Kolumne von Jürgen Stratmann
Schon am Freitag wurde ja mit „Metropolis“ ein Klassiker von nahezu wagnererskem Überwältigungspotential wieder-erst-aufgeführt, ein Opus nicht nur über die Verderbtheit des modernen Kapitalismus, nein, auch ganz allgemein über Sünde und Schuld und Erlösung – zwar ohne Worte, aber dafür mit großem Orchester.

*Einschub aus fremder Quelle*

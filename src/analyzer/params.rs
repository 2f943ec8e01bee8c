//! Validation for the `params` unary form (§4.8's reserved L-0004..L-0007
//! codes). Each entry of the params array literal declares one variable,
//! optionally paired with a default value, an allowed-type array, and a
//! count. `original_source`'s `text_document.h` declares
//! `analysis_params`/`analysis_raise_L0004..L0007` but the analysis bodies
//! themselves live outside this retrieval pack's `text_document.cpp`
//! excerpt, so the entry shapes below follow the diagnostic messages the
//! header does show (`"Missing variable string."`, `"Format Error: "`,
//! `"Array Size Missmatch. Got N."`) rather than a ported switch statement.

use crate::vm::ast::{Node, NodeKind};

use super::walker::Walker;

const MIN_ENTRY_LEN: usize = 2;
const MAX_ENTRY_LEN: usize = 4;

/// Validates and declares the variables introduced by `params ARRAY`.
pub(super) fn analysis_params(
    walker: &mut Walker,
    operand: &Node,
    depth: usize,
    known: &mut Vec<super::declaration::SharedDeclaration>,
) {
    if operand.kind != NodeKind::Array {
        walker.raise(
            "L-0005",
            operand.token,
            "Format Error: params expects an array literal.".to_string(),
            crate::diagnostic::Severity::Error,
        );
        return;
    }

    for entry in &operand.children {
        match entry.kind {
            NodeKind::String => {
                walker.declare_checked(known, depth, entry.token, &entry.content, true, false);
            }
            NodeKind::Array => validate_entry(walker, entry, depth, known),
            _ => {
                walker.raise(
                    "L-0005",
                    entry.token,
                    "Format Error: params entry must be a string or an array.".to_string(),
                    crate::diagnostic::Severity::Error,
                );
            }
        }
    }
}

fn validate_entry(
    walker: &mut Walker,
    entry: &Node,
    depth: usize,
    known: &mut Vec<super::declaration::SharedDeclaration>,
) {
    let Some(name_node) = entry.children.first() else {
        walker.raise(
            "L-0004",
            entry.token,
            "Missing variable string.".to_string(),
            crate::diagnostic::Severity::Error,
        );
        return;
    };
    if name_node.kind != NodeKind::String {
        walker.raise(
            "L-0004",
            name_node.token,
            "Missing variable string.".to_string(),
            crate::diagnostic::Severity::Error,
        );
        return;
    }
    walker.declare_checked(known, depth, name_node.token, &name_node.content, true, false);

    if entry.children.len() < MIN_ENTRY_LEN || entry.children.len() > MAX_ENTRY_LEN {
        walker.raise(
            "L-0006",
            entry.token,
            format!(
                "Array Size Missmatch. Got {}. Value was expected to be inbetween {} - {}.",
                entry.children.len(),
                MIN_ENTRY_LEN,
                MAX_ENTRY_LEN
            ),
            crate::diagnostic::Severity::Error,
        );
    }

    if let Some(types_node) = entry.children.get(2) {
        let well_formed =
            types_node.kind == NodeKind::Array && types_node.children.iter().all(|c| c.kind == NodeKind::String);
        if !well_formed {
            walker.raise(
                "L-0007",
                types_node.token,
                "Type Missmatch. Expected an array of type-name strings.".to_string(),
                crate::diagnostic::Severity::Error,
            );
        }
    }
}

Wie eine Art Nachschlag klang dann die Ankündigung für heute Abend, quasi als Teil 2 der Reihe „Stumm-Film-Alpträume mit Musik“: Im finsteren Theaterturm des Hebbel-Theaters sollte der gut 100 Jahre alte Monumental-Stummfilm „L’Inferno“ laufen, eine uralte Kino-Version von Dante Alighieris Höllentour – allerdings – präsentiert und kommentiert von Christoph Schlingensief. Und der hat nicht viel am Hut mit Klassiker-Verehrung – er fand die verkratzte Antiquität nur ….
„… unglaublich steif, unglaublich theatralisch, unglaublich lang – und unglaublich interessant!“
Nun hat Chrsitoph Schlingensief das Verwüsten von Klassikern nicht erst in Bayreuth gelernt, und seitdem er sein aggressives Lungenkrebsleiden mit der sinistren Sakral-Burleske „Kirche der Angst vor dem Fremden in mir“ in Szene gesetzt hat, gilt er als Fachmann für artifizielle Horror-Poesie auf großer Bühne – und er hat auch keine Scheu, dem Dante-Stoff ein bisschen Bunters beizumischen…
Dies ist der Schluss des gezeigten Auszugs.